> [Exercise aim]: List all the lines in these records that hold "validate".

▬▬▬▬▬▬

// 该文件是 Moying （膜影） 项目的一部分。
// src/mask.rs - 掩码栅格化与批量缩放
//
// 本文件根据 Apache 许可证第 2.0 版（以下简称“许可证”）授权使用；
// 除非遵守该许可证条款，否则您不得使用本文件。
// 您可通过以下网址获取许可证副本：
// http://www.apache.org/licenses/LICENSE-2.0
// 除非适用法律要求或书面同意，根据本许可协议分发的软件均按“原样”提供，
// 不附带任何形式的明示或暗示的保证或条件。
// 有关许可权限与限制的具体条款，请参阅本许可协议。
//
// Copyright (C) 2026 Johann Li <me@qinka.pro>, Wareless Group

use image::{GrayImage, ImageBuffer, Luma, imageops};
use ndarray::ArrayView2;

use crate::{error::MoldError, resize::Padding};

const MASK_THRESHOLD: f32 = 0.5;
const MASK_FOREGROUND: u8 = 255;

type ProbMask = ImageBuffer<Luma<f32>, Vec<f32>>;

/// 把网络输出的小尺寸概率掩码栅格化为原图分辨率的二值掩码。
///
/// 掩码双线性放缩到恰好 `(x2-x1) × (y2-y1)`，以 0.5 为阈二值化，
/// `{0,1}` 映射为 `{0,255}`，粘贴到全零画布的 `(x1,y1)-(x2,y2)` 子矩形。
///
/// 越界策略：框与源区域先钳制到画布边界再粘贴，越出部分丢弃，
/// 与画布无交集的框得到全零画布；任何写入都不会越过画布分配。
pub fn unmold_mask(
  mask: ArrayView2<f32>,
  bbox: [i32; 4],
  image_shape: (u32, u32),
) -> Result<GrayImage, MoldError> {
  let (canvas_h, canvas_w) = image_shape;
  if canvas_h == 0 || canvas_w == 0 {
    return Err(MoldError::invalid(format!(
      "画布尺寸非正: {}x{}",
      canvas_h, canvas_w
    )));
  }

  let [y1, x1, y2, x2] = bbox;
  let box_h = y2 - y1;
  let box_w = x2 - x1;
  if box_h <= 0 || box_w <= 0 {
    return Err(MoldError::invalid(format!(
      "检测框 ({}, {}, {}, {}) 高宽非正",
      y1, x1, y2, x2
    )));
  }

  let (mh, mw) = mask.dim();
  if mh == 0 || mw == 0 {
    return Err(MoldError::invalid(format!("掩码尺寸非正: {}x{}", mh, mw)));
  }

  let data: Vec<f32> = mask.iter().copied().collect();
  let prob = ProbMask::from_raw(mw as u32, mh as u32, data)
    .ok_or_else(|| MoldError::shape("概率掩码缓冲与其宣称尺寸不符".to_string()))?;
  let resized = imageops::resize(
    &prob,
    box_w as u32,
    box_h as u32,
    imageops::FilterType::Triangle,
  );

  let mut canvas = GrayImage::new(canvas_w, canvas_h);
  let y_start = y1.max(0);
  let x_start = x1.max(0);
  let y_end = y2.min(canvas_h as i32);
  let x_end = x2.min(canvas_w as i32);

  for y in y_start..y_end {
    for x in x_start..x_end {
      let value = resized.get_pixel((x - x1) as u32, (y - y1) as u32)[0];
      if value > MASK_THRESHOLD {
        canvas.put_pixel(x as u32, y as u32, Luma([MASK_FOREGROUND]));
      }
    }
  }
  Ok(canvas)
}

/// 对一组全分辨率掩码施加与对应图像完全相同的缩放与填充。
///
/// 训练数据准备用：同一 `scale` 与 `padding` 处理过的图像与掩码逐像素对齐。
pub fn resize_masks(
  masks: &[GrayImage],
  scale: f32,
  padding: &Padding,
) -> Result<Vec<GrayImage>, MoldError> {
  if !scale.is_finite() || scale <= 0.0 {
    return Err(MoldError::invalid(format!("缩放因子非正: {}", scale)));
  }

  let mut resized_masks = Vec::with_capacity(masks.len());
  for (index, mask) in masks.iter().enumerate() {
    let (w, h) = mask.dimensions();
    if w == 0 || h == 0 {
      return Err(MoldError::invalid(format!(
        "掩码 {} 尺寸非正: {}x{}",
        index, h, w
      )));
    }

    let rw = (w as f32 * scale).round() as u32;
    let rh = (h as f32 * scale).round() as u32;
    if rw == 0 || rh == 0 {
      return Err(MoldError::invalid(format!(
        "掩码 {} 缩放后尺寸为零 (scale = {})",
        index, scale
      )));
    }

    let resized = if scale != 1.0 {
      imageops::resize(mask, rw, rh, imageops::FilterType::Triangle)
    } else {
      mask.clone()
    };

    let mut canvas = GrayImage::new(
      rw + padding.left + padding.right,
      rh + padding.top + padding.bottom,
    );
    imageops::replace(&mut canvas, &resized, padding.left as i64, padding.top as i64);
    resized_masks.push(canvas);
  }
  Ok(resized_masks)
}
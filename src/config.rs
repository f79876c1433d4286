// 该文件是 Moying （膜影） 项目的一部分。
// src/config.rs - 管线配置
//
// 本文件根据 Apache 许可证第 2.0 版（以下简称“许可证”）授权使用；
// 除非遵守该许可证条款，否则您不得使用本文件。
// 您可通过以下网址获取许可证副本：
// http://www.apache.org/licenses/LICENSE-2.0
// 除非适用法律要求或书面同意，根据本许可协议分发的软件均按“原样”提供，
// 不附带任何形式的明示或暗示的保证或条件。
// 有关许可权限与限制的具体条款，请参阅本许可协议。
//
// Copyright (C) 2026 Johann Li <me@qinka.pro>, Wareless Group

use crate::frame::ChannelOrder;

/// 塑模管线配置。
///
/// 不可变值，由调用方在每次调用时显式传入；本库不持有任何进程级可变状态。
#[derive(Debug, Clone)]
pub struct MoldConfig {
  /// 逐通道均值像素，按 RGB 顺序给出。
  ///
  /// 该顺序是固定约定：减法必须按图像自身的通道顺序逐项对齐，
  /// 内存顺序不同的图像需先显式换序，不允许依赖下标巧合。
  pub mean_pixel: [f32; 3],
  /// 最小边约束，0 表示不设。
  pub image_min_dim: u32,
  /// 最大边约束，0 表示不设。
  pub image_max_dim: u32,
  /// 是否填充为 `image_max_dim × image_max_dim` 的方形画布。
  pub image_padding: bool,
  /// 类别数（含背景类 0）。
  pub num_classes: usize,
  /// 模型输入的平面通道顺序，由训练权重决定，只能配置，不得推断。
  pub model_channel_order: ChannelOrder,
}

impl Default for MoldConfig {
  /// COCO 预训练 Mask R-CNN 的取值。
  fn default() -> Self {
    MoldConfig {
      mean_pixel: [123.7, 116.8, 103.9],
      image_min_dim: 800,
      image_max_dim: 1024,
      image_padding: true,
      num_classes: 81,
      model_channel_order: ChannelOrder::Rgb,
    }
  }
}
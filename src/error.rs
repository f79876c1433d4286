// 该文件是 Moying （膜影） 项目的一部分。
// src/error.rs - 错误定义
//
// 本文件根据 Apache 许可证第 2.0 版（以下简称“许可证”）授权使用；
// 除非遵守该许可证条款，否则您不得使用本文件。
// 您可通过以下网址获取许可证副本：
// http://www.apache.org/licenses/LICENSE-2.0
// 除非适用法律要求或书面同意，根据本许可协议分发的软件均按“原样”提供，
// 不附带任何形式的明示或暗示的保证或条件。
// 有关许可权限与限制的具体条款，请参阅本许可协议。
//
// Copyright (C) 2026 Johann Li <me@qinka.pro>, Wareless Group

use thiserror::Error;

/// 管线错误。
///
/// 所有变换均为纯函数，除 [`MoldError::FatalResource`] 外的错误重试无意义，
/// 必须修正输入后再调用。
#[derive(Error, Debug)]
pub enum MoldError {
  /// 输入本身不合法（尺寸为零、通道数错误、排列非法等）。
  #[error("无效输入: {0}")]
  InvalidInput(String),
  /// 批内图像或张量形状不一致。
  #[error("形状不匹配: {0}")]
  ShapeMismatch(String),
  /// 逐检测的索引越界，携带检测序号以便定位批内记录。
  #[error("检测 {index} 越界: {reason}")]
  OutOfRange { index: usize, reason: String },
  /// 加速器数据搬运失败，必须向调用方传播，不得吞掉。
  #[error("设备资源错误: {0}")]
  FatalResource(String),
}

impl MoldError {
  pub fn invalid(msg: impl Into<String>) -> Self {
    MoldError::InvalidInput(msg.into())
  }

  pub fn shape(msg: impl Into<String>) -> Self {
    MoldError::ShapeMismatch(msg.into())
  }

  pub fn out_of_range(index: usize, reason: impl Into<String>) -> Self {
    MoldError::OutOfRange {
      index,
      reason: reason.into(),
    }
  }

  pub fn fatal(msg: impl Into<String>) -> Self {
    MoldError::FatalResource(msg.into())
  }
}
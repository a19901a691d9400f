//! Длина выходной последовательности после свёрток и пулинга по времени.
//!
//! Формула совпадает с Keras `Conv1D` / `MaxPooling1D`:
//!
//! ```text
//! dilated = k + (k - 1) * (dilation - 1)
//! same:  out = len
//! valid: out = len - dilated + 1
//! len'   = ceil(out / stride)
//! ```
//!
//! Модель с CTC-лоссом должна знать, сколько фреймов останется после
//! субдискретизации, поэтому каждая архитектура отдаёт `output_length`,
//! построенный на этих функциях.

use serde::{Deserialize, Serialize};

use crate::error::{AcousticError, AcousticResult};
use crate::types::BorderMode;

/// Одна стадия свёртки или пулинга вдоль оси времени.
#[derive(Debug, Clone, Copy, PartialEq, Eq, Serialize, Deserialize)]
pub struct TemporalStage {
    /// Ширина ядра (для пулинга: `pool_size`).
    pub kernel_size: usize,
    /// Шаг.
    pub stride: usize,
    /// Режим границ.
    pub border_mode: BorderMode,
    /// Коэффициент разрежения ядра.
    pub dilation: usize,
}

impl TemporalStage {
    /// Создать стадию с проверкой параметров.
    pub fn new(
        kernel_size: usize,
        stride: usize,
        border_mode: BorderMode,
        dilation: usize,
    ) -> AcousticResult<Self> {
        let stage = Self {
            kernel_size,
            stride,
            border_mode,
            dilation,
        };
        stage.validate()?;
        Ok(stage)
    }

    /// Стадия без разрежения (dilation = 1).
    pub fn conv(kernel_size: usize, stride: usize, border_mode: BorderMode) -> AcousticResult<Self> {
        Self::new(kernel_size, stride, border_mode, 1)
    }

    /// Проверить, что ядро, шаг и разрежение положительны.
    pub fn validate(&self) -> AcousticResult<()> {
        if self.kernel_size == 0 {
            return Err(AcousticError::Config("kernel_size должен быть >= 1".into()));
        }
        if self.stride == 0 {
            return Err(AcousticError::Config("stride должен быть >= 1".into()));
        }
        if self.dilation == 0 {
            return Err(AcousticError::Config("dilation должен быть >= 1".into()));
        }
        Ok(())
    }

    /// Эффективная ширина ядра с учётом разрежения.
    pub fn dilated_kernel_size(&self) -> usize {
        self.kernel_size + (self.kernel_size - 1) * (self.dilation - 1)
    }

    /// Длина выхода одной стадии.
    ///
    /// Для `valid` при `input_length < dilated - 1` возвращает
    /// [`AcousticError::SequenceTooShort`]: выход был бы отрицательной длины.
    pub fn output_length(&self, input_length: usize) -> AcousticResult<usize> {
        self.validate()?;
        let out = match self.border_mode {
            BorderMode::Same => input_length,
            BorderMode::Valid => {
                let dilated = self.dilated_kernel_size();
                if input_length + 1 < dilated {
                    return Err(AcousticError::SequenceTooShort {
                        input_length,
                        required: dilated - 1,
                    });
                }
                input_length + 1 - dilated
            }
        };
        Ok(out.div_ceil(self.stride))
    }

    /// Дополнение (слева, справа) по времени, как в TensorFlow для `same`.
    ///
    /// Избыток нечётного дополнения уходит вправо. Для `valid`: `(0, 0)`.
    pub fn padding(&self, input_length: usize) -> (usize, usize) {
        match self.border_mode {
            BorderMode::Valid => (0, 0),
            BorderMode::Same => {
                if input_length == 0 || self.stride == 0 {
                    return (0, 0);
                }
                let out = input_length.div_ceil(self.stride);
                let total = ((out - 1) * self.stride + self.dilated_kernel_size())
                    .saturating_sub(input_length);
                let left = total / 2;
                (left, total - left)
            }
        }
    }
}

/// Длина выхода после `n` одинаковых 1-D свёрток.
///
/// * `input_length`: `None` означает «длина неизвестна» и возвращается как есть.
/// * `filter_size`: ширина ядра свёртки.
/// * `border_mode`: `same` или `valid`.
/// * `stride`: шаг свёртки.
/// * `dilation`: разрежение ядра (в Keras-моделях обычно 1).
/// * `n`: число одинаковых последовательных свёрток (`0`: тождество).
///
/// # Пример
/// ```
/// use acoustic_core::{BorderMode, cnn_output_length};
///
/// // final_model: kernel 13, stride 2, valid
/// let len = cnn_output_length(Some(100), 13, BorderMode::Valid, 2, 1, 1).unwrap();
/// assert_eq!(len, Some(44));
/// ```
pub fn cnn_output_length(
    input_length: Option<usize>,
    filter_size: usize,
    border_mode: BorderMode,
    stride: usize,
    dilation: usize,
    n: usize,
) -> AcousticResult<Option<usize>> {
    let stage = TemporalStage::new(filter_size, stride, border_mode, dilation)?;
    let Some(mut length) = input_length else {
        return Ok(None);
    };
    for _ in 0..n {
        length = stage.output_length(length)?;
    }
    Ok(Some(length))
}

/// Длина выхода после произвольной цепочки стадий (например, Conv1D → MaxPooling1D).
pub fn sequence_output_length(
    input_length: Option<usize>,
    stages: &[TemporalStage],
) -> AcousticResult<Option<usize>> {
    let Some(mut length) = input_length else {
        return Ok(None);
    };
    for stage in stages {
        length = stage.output_length(length)?;
    }
    Ok(Some(length))
}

▬▬▬▬▬▬

> [Response to this exercise]:
        stage.validate()?;
    pub fn validate(&self) -> AcousticResult<()> {
        self.validate()?;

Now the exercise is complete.